Can you restate the records below word for word?

> [Material to process]
------------

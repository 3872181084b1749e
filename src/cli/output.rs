//! Colored terminal output helpers.
//!
//! All user-facing output goes through these functions so we get
//! consistent styling across every command.

use comfy_table::{ContentArrangement, Table};
use console::style;

use crate::vault::{CredentialMetadata, MaskedCredential, Page, Stats};

/// Print a green success message: "check_mark {msg}"
pub fn success(msg: &str) {
    println!("{} {}", style("\u{2713}").green().bold(), msg);
}

/// Print a red error message: "x_mark {msg}"
pub fn error(msg: &str) {
    eprintln!("{} {}", style("\u{2717}").red().bold(), msg);
}

/// Print a yellow warning: "warning_sign {msg}"
pub fn warning(msg: &str) {
    eprintln!("{} {}", style("\u{26a0}").yellow().bold(), msg);
}

/// Print a blue info message: "info_sign {msg}"
pub fn info(msg: &str) {
    println!("{} {}", style("\u{2139}").blue().bold(), msg);
}

/// Print a dim tip/hint: "arrow {msg}"
pub fn tip(msg: &str) {
    println!("{} {}", style("\u{2192}").dim(), style(msg).dim());
}

fn format_time(ts: Option<chrono::DateTime<chrono::Utc>>) -> String {
    ts.map_or_else(
        || "never".to_string(),
        |t| t.format("%Y-%m-%d %H:%M:%S").to_string(),
    )
}

fn active_label(is_active: bool) -> String {
    if is_active {
        style("active").green().to_string()
    } else {
        style("inactive").dim().to_string()
    }
}

/// Print one page of masked credentials plus the pagination footer.
pub fn print_credentials_table(page: &Page<MaskedCredential>) {
    if page.items.is_empty() {
        info("No credentials match.");
        if page.total == 0 {
            tip("Run `credvault create --name <NAME> --provider <PROVIDER>` to add one.");
        }
        return;
    }

    let mut table = Table::new();
    table.set_content_arrangement(ContentArrangement::Dynamic);
    table.set_header(vec![
        "ID",
        "Name",
        "Provider",
        "Environment",
        "Status",
        "Secret",
        "Uses",
        "Last used",
    ]);

    for c in &page.items {
        let m = &c.metadata;
        table.add_row(vec![
            m.id.clone(),
            m.name.clone(),
            m.provider.to_string(),
            m.environment.clone(),
            active_label(m.is_active),
            c.secret.to_string(),
            m.usage_count.to_string(),
            format_time(m.last_used_at),
        ]);
    }

    println!("{table}");
    println!(
        "{}",
        style(format!(
            "page {} of {} — {} credential(s), {} per page",
            page.page,
            page.pages.max(1),
            page.total,
            page.limit
        ))
        .dim()
    );
}

/// Print a single credential as a two-column table.
pub fn print_credential(metadata: &CredentialMetadata, secret: &str) {
    let mut table = Table::new();
    table.set_content_arrangement(ContentArrangement::Dynamic);

    let rows: Vec<(&str, String)> = vec![
        ("ID", metadata.id.clone()),
        ("Name", metadata.name.clone()),
        ("Provider", metadata.provider.to_string()),
        ("Environment", metadata.environment.clone()),
        ("Status", active_label(metadata.is_active)),
        ("Secret", secret.to_string()),
        (
            "Description",
            metadata.description.clone().unwrap_or_default(),
        ),
        ("Uses", metadata.usage_count.to_string()),
        ("Last used", format_time(metadata.last_used_at)),
        (
            "Created by",
            metadata.created_by.clone().unwrap_or_default(),
        ),
        ("Created", format_time(Some(metadata.created_at))),
        ("Updated", format_time(Some(metadata.updated_at))),
    ];
    for (label, value) in rows {
        table.add_row(vec![label.to_string(), value]);
    }

    println!("{table}");
}

/// Print the stats summary and per-provider breakdown.
pub fn print_stats(stats: &Stats, recent_days: u32) {
    info(&format!(
        "{} credential(s), {} active, {} used in the last {recent_days} days",
        stats.total, stats.active, stats.recently_used
    ));

    if stats.by_provider.is_empty() {
        return;
    }

    let mut table = Table::new();
    table.set_content_arrangement(ContentArrangement::Dynamic);
    table.set_header(vec!["Provider", "Credentials"]);
    for (provider, count) in &stats.by_provider {
        table.add_row(vec![provider.to_string(), count.to_string()]);
    }
    println!("{table}");
}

------------

> [Task response]
repository 3872181084b1749e
filename src/cli/output.rs
//! Colored terminal output helpers.
//!
//! All user-facing output goes through these functions so we get
//! consistent styling across every command.

use comfy_table::{ContentArrangement, Table};
use console::style;

use crate::vault::{CredentialMetadata, MaskedCredential, Page, Stats};

/// Print a green success message: "check_mark {msg}"
pub fn success(msg: &str) {
    println!("{} {}", style("\u{2713}").green().bold(), msg);
}

/// Print a red error message: "x_mark {msg}"
pub fn error(msg: &str) {
    eprintln!("{} {}", style("\u{2717}").red().bold(), msg);
}

/// Print a yellow warning: "warning_sign {msg}"
pub fn warning(msg: &str) {
    eprintln!("{} {}", style("\u{26a0}").yellow().bold(), msg);
}

/// Print a blue info message: "info_sign {msg}"
pub fn info(msg: &str) {
    println!("{} {}", style("\u{2139}").blue().bold(), msg);
}

/// Print a dim tip/hint: "arrow {msg}"
pub fn tip(msg: &str) {
    println!("{} {}", style("\u{2192}").dim(), style(msg).dim());
}

fn format_time(ts: Option<chrono::DateTime<chrono::Utc>>) -> String {
    ts.map_or_else(
        || "never".to_string(),
        |t| t.format("%Y-%m-%d %H:%M:%S").to_string(),
    )
}

fn active_label(is_active: bool) -> String {
    if is_active {
        style("active").green().to_string()
    } else {
        style("inactive").dim().to_string()
    }
}

/// Print one page of masked credentials plus the pagination footer.
pub fn print_credentials_table(page: &Page<MaskedCredential>) {
    if page.items.is_empty() {
        info("No credentials match.");
        if page.total == 0 {
            tip("Run `credvault create --name <NAME> --provider <PROVIDER>` to add one.");
        }
        return;
    }

    let mut table = Table::new();
    table.set_content_arrangement(ContentArrangement::Dynamic);
    table.set_header(vec![
        "ID",
        "Name",
        "Provider",
        "Environment",
        "Status",
        "Secret",
        "Uses",
        "Last used",
    ]);

    for c in &page.items {
        let m = &c.metadata;
        table.add_row(vec![
            m.id.clone(),
            m.name.clone(),
            m.provider.to_string(),
            m.environment.clone(),
            active_label(m.is_active),
            c.secret.to_string(),
            m.usage_count.to_string(),
            format_time(m.last_used_at),
        ]);
    }

    println!("{table}");
    println!(
        "{}",
        style(format!(
            "page {} of {} — {} credential(s), {} per page",
            page.page,
            page.pages.max(1),
            page.total,
            page.limit
        ))
        .dim()
    );
}

/// Print a single credential as a two-column table.
pub fn print_credential(metadata: &CredentialMetadata, secret: &str) {
    let mut table = Table::new();
    table.set_content_arrangement(ContentArrangement::Dynamic);

    let rows: Vec<(&str, String)> = vec![
        ("ID", metadata.id.clone()),
        ("Name", metadata.name.clone()),
        ("Provider", metadata.provider.to_string()),
        ("Environment", metadata.environment.clone()),
        ("Status", active_label(metadata.is_active)),
        ("Secret", secret.to_string()),
        (
            "Description",
            metadata.description.clone().unwrap_or_default(),
        ),
        ("Uses", metadata.usage_count.to_string()),
        ("Last used", format_time(metadata.last_used_at)),
        (
            "Created by",
            metadata.created_by.clone().unwrap_or_default(),
        ),
        ("Created", format_time(Some(metadata.created_at))),
        ("Updated", format_time(Some(metadata.updated_at))),
    ];
    for (label, value) in rows {
        table.add_row(vec![label.to_string(), value]);
    }

    println!("{table}");
}

/// Print the stats summary and per-provider breakdown.
pub fn print_stats(stats: &Stats, recent_days: u32) {
    info(&format!(
        "{} credential(s), {} active, {} used in the last {recent_days} days",
        stats.total, stats.active, stats.recently_used
    ));

    if stats.by_provider.is_empty() {
        return;
    }

    let mut table = Table::new();
    table.set_content_arrangement(ContentArrangement::Dynamic);
    table.set_header(vec!["Provider", "Credentials"]);
    for (provider, count) in &stats.by_provider {
        table.add_row(vec![provider.to_string(), count.to_string()]);
    }
    println!("{table}");
}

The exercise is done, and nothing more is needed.